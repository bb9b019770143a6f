use std::io;
use std::io::{Read, Write};
use std::time::Duration;

use async_trait::async_trait;
use futures::{AsyncRead, AsyncReadExt, AsyncWrite, AsyncWriteExt};
use libp2p::request_response::{
    Behaviour as RequestResponse, Codec, Config, Event, ProtocolSupport,
};
use serde::Serialize;
use serde::de::DeserializeOwned;
use snap::read::FrameDecoder;
use snap::write::FrameEncoder;

use crate::ordersync::{OrdersyncRequest, OrdersyncResponse};

/// Largest compressed message read off a stream.
pub const MAX_MESSAGE_SIZE: u64 = 8 * 1024 * 1024;

/// Largest message after decompression.
pub const MAX_DECOMPRESSED_SIZE: u64 = 32 * 1024 * 1024;

#[derive(Clone, Debug, PartialEq, Eq, Hash)]
pub struct OrdersyncProtocol(pub String);

impl AsRef<str> for OrdersyncProtocol {
    fn as_ref(&self) -> &str {
        &self.0
    }
}

/// JSON messages inside Snappy framing.
#[derive(Clone, Default)]
pub struct OrdersyncCodec;

impl OrdersyncCodec {
    /// Compress data using Snappy framing format
    fn compress(data: &[u8]) -> io::Result<Vec<u8>> {
        let mut encoder = FrameEncoder::new(Vec::new());
        encoder.write_all(data)?;
        encoder.into_inner().map_err(|e| {
            io::Error::new(io::ErrorKind::Other, format!("Snappy framing failed: {e}"))
        })
    }

    /// Decompress data using Snappy framing format
    fn decompress(data: &[u8]) -> io::Result<Vec<u8>> {
        let mut decoder = FrameDecoder::new(data).take(MAX_DECOMPRESSED_SIZE + 1);
        let mut decompressed = Vec::new();
        decoder.read_to_end(&mut decompressed)?;
        if decompressed.len() as u64 > MAX_DECOMPRESSED_SIZE {
            return Err(io::Error::new(
                io::ErrorKind::InvalidData,
                format!("Decompressed message exceeds {MAX_DECOMPRESSED_SIZE} bytes"),
            ));
        }
        Ok(decompressed)
    }

    fn encode<T: Serialize>(message: &T) -> io::Result<Vec<u8>> {
        let json = serde_json::to_vec(message).map_err(|e| {
            io::Error::new(io::ErrorKind::Other, format!("JSON encode failed: {e}"))
        })?;
        Self::compress(&json)
    }

    fn decode<T: DeserializeOwned>(data: &[u8]) -> io::Result<T> {
        if data.is_empty() {
            return Err(io::Error::new(io::ErrorKind::UnexpectedEof, "Empty message"));
        }
        let json = Self::decompress(data)?;
        serde_json::from_slice(&json).map_err(|e| {
            io::Error::new(io::ErrorKind::InvalidData, format!("JSON decode failed: {e}"))
        })
    }

    fn encode_request(request: &OrdersyncRequest) -> io::Result<Vec<u8>> {
        Self::encode(request)
    }

    fn decode_request(data: &[u8]) -> io::Result<OrdersyncRequest> {
        Self::decode(data)
    }

    fn encode_response(response: &OrdersyncResponse) -> io::Result<Vec<u8>> {
        Self::encode(response)
    }

    fn decode_response(data: &[u8]) -> io::Result<OrdersyncResponse> {
        Self::decode(data)
    }

    async fn read_limited<T>(io: &mut T) -> io::Result<Vec<u8>>
    where
        T: AsyncRead + Unpin + Send,
    {
        let mut data = Vec::new();
        io.take(MAX_MESSAGE_SIZE + 1).read_to_end(&mut data).await?;
        if data.len() as u64 > MAX_MESSAGE_SIZE {
            return Err(io::Error::new(
                io::ErrorKind::InvalidData,
                format!("Message exceeds {MAX_MESSAGE_SIZE} bytes"),
            ));
        }
        Ok(data)
    }
}

#[async_trait]
impl Codec for OrdersyncCodec {
    type Protocol = OrdersyncProtocol;
    type Request = OrdersyncRequest;
    type Response = OrdersyncResponse;

    async fn read_request<T>(
        &mut self,
        protocol: &Self::Protocol,
        io: &mut T,
    ) -> io::Result<Self::Request>
    where
        T: AsyncRead + Unpin + Send,
    {
        let data = Self::read_limited(io).await?;
        let request = Self::decode_request(&data)?;
        if request.protocol_id() != protocol.as_ref() {
            return Err(io::Error::new(
                io::ErrorKind::InvalidData,
                format!(
                    "{} request arrived on {}",
                    request.protocol_id(),
                    protocol.as_ref()
                ),
            ));
        }
        Ok(request)
    }

    async fn read_response<T>(
        &mut self,
        _protocol: &Self::Protocol,
        io: &mut T,
    ) -> io::Result<Self::Response>
    where
        T: AsyncRead + Unpin + Send,
    {
        let data = Self::read_limited(io).await?;
        Self::decode_response(&data)
    }

    async fn write_request<T>(
        &mut self,
        _protocol: &Self::Protocol,
        io: &mut T,
        request: Self::Request,
    ) -> io::Result<()>
    where
        T: AsyncWrite + Unpin + Send,
    {
        let data = Self::encode_request(&request)?;
        io.write_all(&data).await?;
        io.close().await
    }

    async fn write_response<T>(
        &mut self,
        _protocol: &Self::Protocol,
        io: &mut T,
        response: Self::Response,
    ) -> io::Result<()>
    where
        T: AsyncWrite + Unpin + Send,
    {
        let data = Self::encode_response(&response)?;
        io.write_all(&data).await?;
        io.close().await
    }
}

pub type ReqResp = RequestResponse<OrdersyncCodec>;

pub type ReqRespMessage = Event<OrdersyncRequest, OrdersyncResponse>;

pub fn build(protocols: impl IntoIterator<Item = String>, request_timeout: Duration) -> ReqResp {
    let protocols = protocols
        .into_iter()
        .map(|name| (OrdersyncProtocol(name), ProtocolSupport::Full))
        .collect::<Vec<_>>();

    RequestResponse::with_codec(
        OrdersyncCodec::default(),
        protocols,
        Config::default().with_request_timeout(request_timeout),
    )
}
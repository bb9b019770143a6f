use libp2p::{connection_limits, identify, swarm::NetworkBehaviour};

use crate::req_resp::ReqResp;

#[derive(NetworkBehaviour)]
pub struct MeshNetworkBehaviour {
    pub identify: identify::Behaviour,
    pub req_resp: ReqResp,
    pub connection_limits: connection_limits::Behaviour,
}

> [Your objective]
Across the data, find each line that has "Snappy" in it and copy that line.

> [Solution]
/// JSON messages inside Snappy framing.
    /// Compress data using Snappy framing format
            io::Error::new(io::ErrorKind::Other, format!("Snappy framing failed: {e}"))
    /// Decompress data using Snappy framing format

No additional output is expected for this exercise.